*** Opening of PROVIDED DATA ***
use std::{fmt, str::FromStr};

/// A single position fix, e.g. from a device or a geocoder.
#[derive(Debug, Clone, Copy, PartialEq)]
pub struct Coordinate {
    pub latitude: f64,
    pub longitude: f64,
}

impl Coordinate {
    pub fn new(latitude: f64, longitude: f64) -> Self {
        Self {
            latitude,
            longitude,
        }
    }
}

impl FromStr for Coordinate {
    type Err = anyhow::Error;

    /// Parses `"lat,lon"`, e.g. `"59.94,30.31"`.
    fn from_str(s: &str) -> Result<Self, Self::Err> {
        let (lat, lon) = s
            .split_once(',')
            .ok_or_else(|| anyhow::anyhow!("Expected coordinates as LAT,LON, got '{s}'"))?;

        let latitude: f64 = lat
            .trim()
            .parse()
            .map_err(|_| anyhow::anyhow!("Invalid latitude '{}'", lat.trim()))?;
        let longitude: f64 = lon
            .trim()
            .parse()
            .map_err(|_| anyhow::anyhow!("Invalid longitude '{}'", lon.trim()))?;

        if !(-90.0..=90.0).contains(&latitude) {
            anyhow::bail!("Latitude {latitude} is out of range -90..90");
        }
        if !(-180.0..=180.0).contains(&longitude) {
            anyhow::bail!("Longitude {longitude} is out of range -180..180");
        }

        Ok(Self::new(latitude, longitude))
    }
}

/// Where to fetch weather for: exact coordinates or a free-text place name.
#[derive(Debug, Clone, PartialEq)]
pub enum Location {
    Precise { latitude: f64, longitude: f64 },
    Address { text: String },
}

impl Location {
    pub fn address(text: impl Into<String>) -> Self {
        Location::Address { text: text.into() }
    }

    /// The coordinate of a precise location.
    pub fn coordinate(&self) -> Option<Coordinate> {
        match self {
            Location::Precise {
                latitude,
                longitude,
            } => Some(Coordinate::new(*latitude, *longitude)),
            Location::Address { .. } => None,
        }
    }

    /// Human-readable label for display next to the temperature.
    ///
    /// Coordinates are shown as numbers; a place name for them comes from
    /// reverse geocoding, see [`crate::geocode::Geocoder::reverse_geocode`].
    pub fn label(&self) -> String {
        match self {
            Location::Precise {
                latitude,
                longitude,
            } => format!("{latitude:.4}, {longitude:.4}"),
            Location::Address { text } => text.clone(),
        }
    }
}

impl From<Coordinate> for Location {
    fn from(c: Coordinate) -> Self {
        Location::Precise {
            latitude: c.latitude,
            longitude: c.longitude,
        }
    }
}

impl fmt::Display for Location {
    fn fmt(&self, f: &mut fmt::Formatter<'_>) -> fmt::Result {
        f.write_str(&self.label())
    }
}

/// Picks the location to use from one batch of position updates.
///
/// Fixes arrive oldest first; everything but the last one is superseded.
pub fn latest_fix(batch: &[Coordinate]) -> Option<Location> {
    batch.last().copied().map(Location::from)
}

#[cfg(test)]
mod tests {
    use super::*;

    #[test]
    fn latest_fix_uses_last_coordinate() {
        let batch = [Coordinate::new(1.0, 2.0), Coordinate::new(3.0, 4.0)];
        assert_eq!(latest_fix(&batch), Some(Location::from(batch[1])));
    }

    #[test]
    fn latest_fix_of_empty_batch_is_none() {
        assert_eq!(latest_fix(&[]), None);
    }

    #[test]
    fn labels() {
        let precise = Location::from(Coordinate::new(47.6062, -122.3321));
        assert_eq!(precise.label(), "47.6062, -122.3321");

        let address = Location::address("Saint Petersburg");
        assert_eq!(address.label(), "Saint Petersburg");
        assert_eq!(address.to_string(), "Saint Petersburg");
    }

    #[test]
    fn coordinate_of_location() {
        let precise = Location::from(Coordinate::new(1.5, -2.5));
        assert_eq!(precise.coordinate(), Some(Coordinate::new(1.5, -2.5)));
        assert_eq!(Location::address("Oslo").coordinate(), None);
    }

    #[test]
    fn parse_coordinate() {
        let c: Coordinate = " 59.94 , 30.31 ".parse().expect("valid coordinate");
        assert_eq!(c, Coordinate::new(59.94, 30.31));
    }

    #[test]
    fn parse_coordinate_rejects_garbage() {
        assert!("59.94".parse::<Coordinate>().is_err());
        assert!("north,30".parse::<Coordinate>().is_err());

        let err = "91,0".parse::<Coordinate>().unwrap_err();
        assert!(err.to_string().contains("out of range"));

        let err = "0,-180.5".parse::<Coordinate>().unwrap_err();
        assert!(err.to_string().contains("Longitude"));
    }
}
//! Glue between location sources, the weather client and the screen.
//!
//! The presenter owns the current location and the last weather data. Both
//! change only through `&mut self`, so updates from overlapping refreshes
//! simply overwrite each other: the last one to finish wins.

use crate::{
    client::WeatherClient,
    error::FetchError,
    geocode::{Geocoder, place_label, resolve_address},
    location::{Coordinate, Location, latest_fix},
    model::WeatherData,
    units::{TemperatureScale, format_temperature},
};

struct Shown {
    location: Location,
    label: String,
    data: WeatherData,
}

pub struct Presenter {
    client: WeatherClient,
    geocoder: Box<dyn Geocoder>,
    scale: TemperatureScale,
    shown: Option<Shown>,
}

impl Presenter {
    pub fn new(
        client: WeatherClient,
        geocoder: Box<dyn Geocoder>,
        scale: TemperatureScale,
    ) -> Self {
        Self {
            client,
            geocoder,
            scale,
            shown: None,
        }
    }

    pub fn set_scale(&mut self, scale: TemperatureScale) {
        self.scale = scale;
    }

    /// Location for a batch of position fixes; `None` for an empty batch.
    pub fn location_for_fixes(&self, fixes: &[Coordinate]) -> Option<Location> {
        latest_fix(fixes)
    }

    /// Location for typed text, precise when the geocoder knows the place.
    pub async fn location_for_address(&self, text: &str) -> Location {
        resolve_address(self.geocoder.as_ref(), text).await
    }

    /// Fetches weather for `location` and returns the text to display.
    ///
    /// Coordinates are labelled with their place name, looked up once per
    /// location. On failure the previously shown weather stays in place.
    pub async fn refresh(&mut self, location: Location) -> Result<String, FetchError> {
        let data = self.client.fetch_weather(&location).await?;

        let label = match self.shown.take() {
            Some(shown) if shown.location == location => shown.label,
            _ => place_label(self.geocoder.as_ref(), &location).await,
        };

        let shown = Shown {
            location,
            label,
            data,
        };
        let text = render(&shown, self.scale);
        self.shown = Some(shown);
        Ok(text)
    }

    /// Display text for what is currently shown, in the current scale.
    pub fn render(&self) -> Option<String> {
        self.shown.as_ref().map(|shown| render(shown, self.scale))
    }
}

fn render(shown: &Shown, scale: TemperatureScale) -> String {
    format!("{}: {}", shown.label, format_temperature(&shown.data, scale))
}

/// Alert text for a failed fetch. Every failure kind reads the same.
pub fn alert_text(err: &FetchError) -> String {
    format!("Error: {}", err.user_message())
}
*** Close of PROVIDED DATA ***
PROBLEM REQUIREMENTS —
The material should be transcribed exactly, every line included.

YOUR RESPONSE —
use std::{fmt, str::FromStr};

/// A single position fix, e.g. from a device or a geocoder.
#[derive(Debug, Clone, Copy, PartialEq)]
pub struct Coordinate {
    pub latitude: f64,
    pub longitude: f64,
}

impl Coordinate {
    pub fn new(latitude: f64, longitude: f64) -> Self {
        Self {
            latitude,
            longitude,
        }
    }
}

impl FromStr for Coordinate {
    type Err = anyhow::Error;

    /// Parses `"lat,lon"`, e.g. `"59.94,30.31"`.
    fn from_str(s: &str) -> Result<Self, Self::Err> {
        let (lat, lon) = s
            .split_once(',')
            .ok_or_else(|| anyhow::anyhow!("Expected coordinates as LAT,LON, got '{s}'"))?;

        let latitude: f64 = lat
            .trim()
            .parse()
            .map_err(|_| anyhow::anyhow!("Invalid latitude '{}'", lat.trim()))?;
        let longitude: f64 = lon
            .trim()
            .parse()
            .map_err(|_| anyhow::anyhow!("Invalid longitude '{}'", lon.trim()))?;

        if !(-90.0..=90.0).contains(&latitude) {
            anyhow::bail!("Latitude {latitude} is out of range -90..90");
        }
        if !(-180.0..=180.0).contains(&longitude) {
            anyhow::bail!("Longitude {longitude} is out of range -180..180");
        }

        Ok(Self::new(latitude, longitude))
    }
}

/// Where to fetch weather for: exact coordinates or a free-text place name.
#[derive(Debug, Clone, PartialEq)]
pub enum Location {
    Precise { latitude: f64, longitude: f64 },
    Address { text: String },
}

impl Location {
    pub fn address(text: impl Into<String>) -> Self {
        Location::Address { text: text.into() }
    }

    /// The coordinate of a precise location.
    pub fn coordinate(&self) -> Option<Coordinate> {
        match self {
            Location::Precise {
                latitude,
                longitude,
            } => Some(Coordinate::new(*latitude, *longitude)),
            Location::Address { .. } => None,
        }
    }

    /// Human-readable label for display next to the temperature.
    ///
    /// Coordinates are shown as numbers; a place name for them comes from
    /// reverse geocoding, see [`crate::geocode::Geocoder::reverse_geocode`].
    pub fn label(&self) -> String {
        match self {
            Location::Precise {
                latitude,
                longitude,
            } => format!("{latitude:.4}, {longitude:.4}"),
            Location::Address { text } => text.clone(),
        }
    }
}

impl From<Coordinate> for Location {
    fn from(c: Coordinate) -> Self {
        Location::Precise {
            latitude: c.latitude,
            longitude: c.longitude,
        }
    }
}

impl fmt::Display for Location {
    fn fmt(&self, f: &mut fmt::Formatter<'_>) -> fmt::Result {
        f.write_str(&self.label())
    }
}

/// Picks the location to use from one batch of position updates.
///
/// Fixes arrive oldest first; everything but the last one is superseded.
pub fn latest_fix(batch: &[Coordinate]) -> Option<Location> {
    batch.last().copied().map(Location::from)
}

#[cfg(test)]
mod tests {
    use super::*;

    #[test]
    fn latest_fix_uses_last_coordinate() {
        let batch = [Coordinate::new(1.0, 2.0), Coordinate::new(3.0, 4.0)];
        assert_eq!(latest_fix(&batch), Some(Location::from(batch[1])));
    }

    #[test]
    fn latest_fix_of_empty_batch_is_none() {
        assert_eq!(latest_fix(&[]), None);
    }

    #[test]
    fn labels() {
        let precise = Location::from(Coordinate::new(47.6062, -122.3321));
        assert_eq!(precise.label(), "47.6062, -122.3321");

        let address = Location::address("Saint Petersburg");
        assert_eq!(address.label(), "Saint Petersburg");
        assert_eq!(address.to_string(), "Saint Petersburg");
    }

    #[test]
    fn coordinate_of_location() {
        let precise = Location::from(Coordinate::new(1.5, -2.5));
        assert_eq!(precise.coordinate(), Some(Coordinate::new(1.5, -2.5)));
        assert_eq!(Location::address("Oslo").coordinate(), None);
    }

    #[test]
    fn parse_coordinate() {
        let c: Coordinate = " 59.94 , 30.31 ".parse().expect("valid coordinate");
        assert_eq!(c, Coordinate::new(59.94, 30.31));
    }

    #[test]
    fn parse_coordinate_rejects_garbage() {
        assert!("59.94".parse::<Coordinate>().is_err());
        assert!("north,30".parse::<Coordinate>().is_err());

        let err = "91,0".parse::<Coordinate>().unwrap_err();
        assert!(err.to_string().contains("out of range"));

        let err = "0,-180.5".parse::<Coordinate>().unwrap_err();
        assert!(err.to_string().contains("Longitude"));
    }
}
//! Glue between location sources, the weather client and the screen.
//!
//! The presenter owns the current location and the last weather data. Both
//! change only through `&mut self`, so updates from overlapping refreshes
//! simply overwrite each other: the last one to finish wins.

use crate::{
    client::WeatherClient,
    error::FetchError,
    geocode::{Geocoder, place_label, resolve_address},
    location::{Coordinate, Location, latest_fix},
    model::WeatherData,
    units::{TemperatureScale, format_temperature},
};

struct Shown {
    location: Location,
    label: String,
    data: WeatherData,
}

pub struct Presenter {
    client: WeatherClient,
    geocoder: Box<dyn Geocoder>,
    scale: TemperatureScale,
    shown: Option<Shown>,
}

impl Presenter {
    pub fn new(
        client: WeatherClient,
        geocoder: Box<dyn Geocoder>,
        scale: TemperatureScale,
    ) -> Self {
        Self {
            client,
            geocoder,
            scale,
            shown: None,
        }
    }

    pub fn set_scale(&mut self, scale: TemperatureScale) {
        self.scale = scale;
    }

    /// Location for a batch of position fixes; `None` for an empty batch.
    pub fn location_for_fixes(&self, fixes: &[Coordinate]) -> Option<Location> {
        latest_fix(fixes)
    }

    /// Location for typed text, precise when the geocoder knows the place.
    pub async fn location_for_address(&self, text: &str) -> Location {
        resolve_address(self.geocoder.as_ref(), text).await
    }

    /// Fetches weather for `location` and returns the text to display.
    ///
    /// Coordinates are labelled with their place name, looked up once per
    /// location. On failure the previously shown weather stays in place.
    pub async fn refresh(&mut self, location: Location) -> Result<String, FetchError> {
        let data = self.client.fetch_weather(&location).await?;

        let label = match self.shown.take() {
            Some(shown) if shown.location == location => shown.label,
            _ => place_label(self.geocoder.as_ref(), &location).await,
        };

        let shown = Shown {
            location,
            label,
            data,
        };
        let text = render(&shown, self.scale);
        self.shown = Some(shown);
        Ok(text)
    }

    /// Display text for what is currently shown, in the current scale.
    pub fn render(&self) -> Option<String> {
        self.shown.as_ref().map(|shown| render(shown, self.scale))
    }
}

fn render(shown: &Shown, scale: TemperatureScale) -> String {
    format!("{}: {}", shown.label, format_temperature(&shown.data, scale))
}

/// Alert text for a failed fetch. Every failure kind reads the same.
pub fn alert_text(err: &FetchError) -> String {
    format!("Error: {}", err.user_message())
}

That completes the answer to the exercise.